Biblical faith means waiting with anticipation in the things promised but not yet seen. To have faith in Christ therefore means to anticipate the fullness of God’s kingdom on earth. This is what the Christian faith proclaims and it is what shapes our hope. Christian hope is consequently a belief that everything in heaven and on earth will one day be reconciled and made new, which means that the home of God will be among us, that he will dwell in our midst, that we will be his people, that death, mourning, crying and pain will be no more, for the first things have passed away. As Christ’s body was broken by the power of darkness, so this world must also perish in order to share in his resurrection. Thus Paul made clear that ‘Christ is the head of the body, the church; he is the beginning, the firstborn from the dead, so that he might come to have first place in everything. For in him all the fullness of God was pleased to dwell, and through him God was pleased to reconcile to himself all things, whether on earth or in heaven, by making peace through the blood of his cross’.

Christ emptied himself for the sake of the world on the cross and as his body, his church; we are called to walk as he walked. Waiting with anticipation in the things promised but not yet seen should therefore not be equated with a personal conviction; rather it is a call for a communal life in faithfulness to the will of God. Hence our faith will be made visible to the world through our love for one another and our works.

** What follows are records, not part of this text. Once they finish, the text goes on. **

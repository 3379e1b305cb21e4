//! Validation error type.
//!
//! Raised for client-caused problems: unknown identifiers, malformed or
//! missing arguments. Always surfaces as HTTP 400 at the gateway boundary.

use thiserror::Error;

/// A client-caused validation failure.
#[derive(Debug, Clone, PartialEq, Eq, Error)]
pub enum ValidationError {
    /// Table name is not in the whitelist.
    #[error("Invalid table name: {0}")]
    UnknownTable(String),

    /// Operation name is not in the fixed operation set.
    #[error("Invalid operation: {0}")]
    UnknownOperation(String),

    /// A required request field is absent.
    #[error("Missing required parameter: {0}")]
    MissingField(&'static str),

    /// Arguments are present but do not match the operation's shape.
    #[error("Invalid arguments: {0}")]
    InvalidArgs(String),
}

impl ValidationError {
    /// Shorthand for an argument-shape failure.
    pub fn invalid_args(msg: impl Into<String>) -> Self {
        Self::InvalidArgs(msg.into())
    }
}

#[cfg(test)]
mod tests {
    use super::*;

    #[test]
    fn messages_name_the_offending_input() {
        let err = ValidationError::UnknownTable("foo".to_string());
        assert_eq!(err.to_string(), "Invalid table name: foo");

        let err = ValidationError::UnknownOperation("upsert".to_string());
        assert_eq!(err.to_string(), "Invalid operation: upsert");

        let err = ValidationError::MissingField("table");
        assert_eq!(err.to_string(), "Missing required parameter: table");
    }
}
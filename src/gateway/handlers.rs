//! HTTP handlers for the gateway endpoints.

use std::sync::Arc;

use axum::extract::State;
use axum::http::StatusCode;
use axum::Json;
use serde::Serialize;
use serde_json::{json, Value};

use crate::executor::QueryResult;
use crate::validate::ValidationError;

use super::errors::GatewayError;
use super::request::RawQueryRequest;
use super::server::GatewayState;

/// Health probe response. Reports only process liveness; it does not vouch
/// for downstream reachability.
#[derive(Debug, Serialize)]
pub struct HealthResponse {
    pub status: &'static str,
    pub timestamp: String,
    pub uptime_seconds: u64,
    #[serde(skip_serializing_if = "Option::is_none")]
    pub memory_rss_bytes: Option<u64>,
    pub database: DatabaseInfo,
}

#[derive(Debug, Serialize)]
pub struct DatabaseInfo {
    pub url: String,
    pub status: &'static str,
}

/// `GET /` — unauthenticated liveness probe.
pub async fn health(State(state): State<Arc<GatewayState>>) -> Json<HealthResponse> {
    Json(HealthResponse {
        status: "healthy",
        timestamp: chrono::Utc::now().to_rfc3339(),
        uptime_seconds: state.started.elapsed().as_secs(),
        memory_rss_bytes: memory_rss_bytes(),
        database: DatabaseInfo {
            url: state.config.downstream_url.clone(),
            status: "configured",
        },
    })
}

/// `GET /query` — the endpoint only accepts POST; answer with a usage
/// example.
pub async fn query_usage() -> (StatusCode, Json<Value>) {
    (
        StatusCode::METHOD_NOT_ALLOWED,
        Json(json!({
            "error": "Method Not Allowed",
            "message": "This endpoint only accepts POST requests",
            "example": {
                "method": "POST",
                "headers": {
                    "Content-Type": "application/json",
                    "x-api-key": "your-api-key"
                },
                "body": {
                    "table": "stats",
                    "operation": "findOne",
                    "filter": { "discord_id": "123456789" }
                }
            }
        })),
    )
}

/// `POST /query` — run the validate → build → execute pipeline.
pub async fn run_query(
    State(state): State<Arc<GatewayState>>,
    Json(body): Json<Value>,
) -> Result<Json<QueryResult>, GatewayError> {
    // Only object bodies carry a query; arrays and scalars are rejected.
    if !body.is_object() {
        return Err(ValidationError::invalid_args("request body must be a JSON object").into());
    }
    let raw: RawQueryRequest = serde_json::from_value(body)
        .map_err(|e| ValidationError::invalid_args(format!("malformed request body: {e}")))?;

    let result = state.dispatch(raw).await?;
    Ok(Json(result))
}

/// Resident set size in bytes, when the platform exposes it.
#[cfg(target_os = "linux")]
fn memory_rss_bytes() -> Option<u64> {
    // /proc/self/statm reports pages; assume 4 KiB pages.
    let statm = std::fs::read_to_string("/proc/self/statm").ok()?;
    let rss_pages: u64 = statm.split_whitespace().nth(1)?.parse().ok()?;
    Some(rss_pages * 4096)
}

#[cfg(not(target_os = "linux"))]
fn memory_rss_bytes() -> Option<u64> {
    None
}

#[cfg(test)]
mod tests {
    use super::*;

    #[test]
    fn usage_example_names_the_wire_fields() {
        let (status, Json(body)) = futures_block_on(query_usage());
        assert_eq!(status, StatusCode::METHOD_NOT_ALLOWED);
        assert_eq!(body["example"]["body"]["operation"], "findOne");
        assert!(body["example"]["headers"]["x-api-key"].is_string());
    }

    // Minimal executor-free block_on for a handler that never awaits.
    fn futures_block_on<F: std::future::Future>(fut: F) -> F::Output {
        tokio::runtime::Builder::new_current_thread()
            .build()
            .unwrap()
            .block_on(fut)
    }
}
//! Structured logging for the gateway.

mod logger;

pub use logger::{Logger, Severity};
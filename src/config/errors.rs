//! Configuration errors.

use thiserror::Error;

/// Startup configuration failure.
#[derive(Debug, Clone, PartialEq, Eq, Error)]
pub enum ConfigError {
    /// The shared secret is absent or empty.
    #[error("API_KEY environment variable is required")]
    MissingApiKey,

    /// PORT was set but is not a valid port number.
    #[error("invalid PORT value: {0}")]
    InvalidPort(String),
}
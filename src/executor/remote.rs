//! HTTP executor for the downstream query endpoint.
//!
//! Forwards `{sql, params}` to the configured URL with an API-key header and
//! a fixed 5-second timeout. No retries: a failed call surfaces immediately.

use std::future::Future;
use std::pin::Pin;
use std::time::Duration;

use serde_json::json;

use crate::observability::Logger;
use crate::statement::{sanitize_params, Statement};

use super::errors::{DbError, DbResult};
use super::result::ExecutorResponse;
use super::QueryExecutor;

/// Upper bound on a single downstream call.
pub const QUERY_TIMEOUT: Duration = Duration::from_secs(5);

/// Executor that forwards statements to a remote HTTP query endpoint.
pub struct HttpExecutor {
    client: reqwest::Client,
    url: String,
    api_key: String,
}

impl HttpExecutor {
    /// Build an executor for the given downstream endpoint.
    pub fn new(url: impl Into<String>, api_key: impl Into<String>) -> DbResult<Self> {
        let client = reqwest::Client::builder()
            .timeout(QUERY_TIMEOUT)
            .build()
            .map_err(|e| DbError::unknown_error(format!("failed to build HTTP client: {e}")))?;
        Ok(Self {
            client,
            url: url.into(),
            api_key: api_key.into(),
        })
    }

    /// The configured downstream URL.
    pub fn url(&self) -> &str {
        &self.url
    }

    /// Startup connectivity probe: run `SELECT 1` against the downstream
    /// endpoint.
    pub async fn ping(&self) -> DbResult<()> {
        let probe = Statement::new("SELECT 1", vec![]);
        self.send(&probe)
            .await
            .map(|_| ())
            .map_err(|e| DbError::init_error(format!("downstream probe failed: {e}")))
    }

    async fn send(&self, stmt: &Statement) -> DbResult<ExecutorResponse> {
        // Hardening only; placeholder binding is the actual defense.
        let params = sanitize_params(stmt.params());

        let response = self
            .client
            .post(&self.url)
            .header("X-API-Key", &self.api_key)
            .json(&json!({ "sql": stmt.sql(), "params": params }))
            .send()
            .await
            .map_err(classify_transport_error)?;

        let status = response.status();
        if !status.is_success() {
            // Downstream body is logged but never surfaced to callers.
            let body = response.text().await.unwrap_or_default();
            Logger::error(
                "DOWNSTREAM_ERROR",
                &[
                    ("status", status.as_str()),
                    ("body", body.as_str()),
                ],
            );
            return Err(DbError::api_error(status.as_u16()));
        }

        response
            .json::<ExecutorResponse>()
            .await
            .map_err(|e| DbError::query_error(format!("malformed downstream response: {e}")))
    }
}

impl QueryExecutor for HttpExecutor {
    fn execute<'a>(
        &'a self,
        stmt: &'a Statement,
    ) -> Pin<Box<dyn Future<Output = DbResult<ExecutorResponse>> + Send + 'a>> {
        Box::pin(self.send(stmt))
    }
}

/// Map a transport failure onto the error taxonomy: timeout or connection
/// failure means no response was received (`NETWORK_ERROR`); anything else
/// while building or sending the request is `UNKNOWN_ERROR`.
fn classify_transport_error(err: reqwest::Error) -> DbError {
    if err.is_timeout() || err.is_connect() {
        DbError::network_error()
    } else {
        DbError::unknown_error(format!("request failed: {err}"))
    }
}
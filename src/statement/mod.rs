//! Statement construction.
//!
//! Translates a logical operation plus its arguments into a parameterized
//! SQL statement. All values travel as `?` placeholders; identifiers come
//! only from the whitelist checked upstream, never from free-form input.

mod builder;
mod operation;
mod sanitize;

pub use builder::{build, Statement};
pub use operation::{Document, QueryOp};
pub use sanitize::{sanitize, sanitize_params};
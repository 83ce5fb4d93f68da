use chrono::NaiveDate;
use serde::{Deserialize, Serialize};

use crate::plan::InstallmentPlan;
use crate::types::{PlanStatus, SortDirection, SortKey};

/// session-scoped filter and sort state for plan list views
///
/// all set conditions are AND'ed; an unset condition passes everything
#[derive(Debug, Clone, PartialEq, Serialize, Deserialize)]
pub struct PlanFilter {
    /// case-insensitive substring match against customer name or plan number
    pub query: Option<String>,
    /// `None` means all statuses
    pub status: Option<PlanStatus>,
    /// inclusive creation-date range
    pub date_from: Option<NaiveDate>,
    pub date_to: Option<NaiveDate>,
    pub sort_key: SortKey,
    pub sort_direction: SortDirection,
}

impl Default for PlanFilter {
    fn default() -> Self {
        Self {
            query: None,
            status: None,
            date_from: None,
            date_to: None,
            sort_key: SortKey::CreatedAt,
            sort_direction: SortDirection::Descending,
        }
    }
}

impl PlanFilter {
    pub fn with_query(mut self, query: impl Into<String>) -> Self {
        self.query = Some(query.into());
        self
    }

    pub fn with_status(mut self, status: PlanStatus) -> Self {
        self.status = Some(status);
        self
    }

    pub fn with_date_range(mut self, from: Option<NaiveDate>, to: Option<NaiveDate>) -> Self {
        self.date_from = from;
        self.date_to = to;
        self
    }

    pub fn sorted_by(mut self, key: SortKey, direction: SortDirection) -> Self {
        self.sort_key = key;
        self.sort_direction = direction;
        self
    }

    /// whether the plan passes every set condition
    pub fn matches(&self, plan: &InstallmentPlan) -> bool {
        if let Some(query) = &self.query {
            let needle = query.to_lowercase();
            let name_hit = plan.terms.customer_name.to_lowercase().contains(&needle);
            let number_hit = plan.plan_number.to_lowercase().contains(&needle);
            if !name_hit && !number_hit {
                return false;
            }
        }

        if let Some(status) = self.status {
            if plan.status != status {
                return false;
            }
        }

        let created = plan.created_at.date_naive();
        if let Some(from) = self.date_from {
            if created < from {
                return false;
            }
        }
        if let Some(to) = self.date_to {
            if created > to {
                return false;
            }
        }

        true
    }

    /// stable sort by the selected key and direction
    ///
    /// plans without a next payment date sort as epoch
    pub fn sort(&self, plans: &mut [&InstallmentPlan]) {
        let epoch = NaiveDate::from_ymd_opt(1970, 1, 1).unwrap();
        plans.sort_by(|a, b| {
            let ordering = match self.sort_key {
                SortKey::CreatedAt => a.created_at.cmp(&b.created_at),
                SortKey::PlanNumber => a.plan_number.cmp(&b.plan_number),
                SortKey::TotalAmount => a.terms.total_amount.cmp(&b.terms.total_amount),
                SortKey::NextPaymentDate => a
                    .next_payment_date
                    .unwrap_or(epoch)
                    .cmp(&b.next_payment_date.unwrap_or(epoch)),
            };
            match self.sort_direction {
                SortDirection::Ascending => ordering,
                SortDirection::Descending => ordering.reverse(),
            }
        });
    }
}
use chrono::Duration;
use hourglass_rs::SafeTimeProvider;
use serde::{Deserialize, Serialize};

use crate::decimal::Money;
use crate::plan::InstallmentPlan;
use crate::types::PlanStatus;

/// summary statistics over a filtered plan set
#[derive(Debug, Clone, PartialEq, Serialize, Deserialize, Default)]
pub struct PlanStats {
    pub total: usize,
    pub active: usize,
    pub completed: usize,
    pub defaulted: usize,
    pub cancelled: usize,

    pub total_value: Money,
    pub total_paid: Money,
    pub total_balance_due: Money,

    /// active plans whose next payment date has passed
    pub overdue_count: usize,
    /// active plans due within 7 days of now, inclusive
    pub due_this_week: usize,
    /// active plans due within 30 days of now, inclusive
    pub due_this_month: usize,
}

impl PlanStats {
    /// compute stats over exactly the plans given
    ///
    /// callers pass the already-filtered set so counts agree with the
    /// rows they are shown next to
    pub fn compute(plans: &[&InstallmentPlan], time_provider: &SafeTimeProvider) -> Self {
        let today = time_provider.now().date_naive();
        let week_end = today + Duration::days(7);
        let month_end = today + Duration::days(30);

        let mut stats = PlanStats {
            total: plans.len(),
            ..Default::default()
        };

        for plan in plans {
            match plan.status {
                PlanStatus::Active => stats.active += 1,
                PlanStatus::Completed => stats.completed += 1,
                PlanStatus::Defaulted => stats.defaulted += 1,
                PlanStatus::Cancelled => stats.cancelled += 1,
            }

            stats.total_value += plan.terms.total_amount;
            stats.total_paid += plan.total_paid;
            stats.total_balance_due += plan.balance_due;

            if plan.status == PlanStatus::Active {
                if let Some(due) = plan.next_payment_date {
                    if due < today {
                        stats.overdue_count += 1;
                    }
                    if due >= today && due <= week_end {
                        stats.due_this_week += 1;
                    }
                    if due >= today && due <= month_end {
                        stats.due_this_month += 1;
                    }
                }
            }
        }

        stats
    }
}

This implies a willingness to be drawn into a life that moves towards reconciliation of all things by the power of God’s self-giving love, which ultimately was made known as Christ walked obediently towards his death.

The universal future of the risen Christ should therefore be the Christian communities ultimate concern. Elevating particular cultures to the level of ultimate concern is thus nothing but idolatry. Nationalism is consequently destructive for the purposes of God since the apocalyptic event of the death and resurrection of Jesus Christ unveils a future of reconciliation between all things in heaven and on earth, including nations, cultures and so on. Hence Paul Tillich wrote

In true faith the ultimate concern is a concern about the truly ultimate; while in idolatrous faith preliminary, finite realities are elevated to the rank of ultimacy.

So far most self-professing Christians would agree but as soon as one replaces their nation with their particular Christian congregation, denomination or tradition, numerous people will (consciously or unconsciously) start to protest…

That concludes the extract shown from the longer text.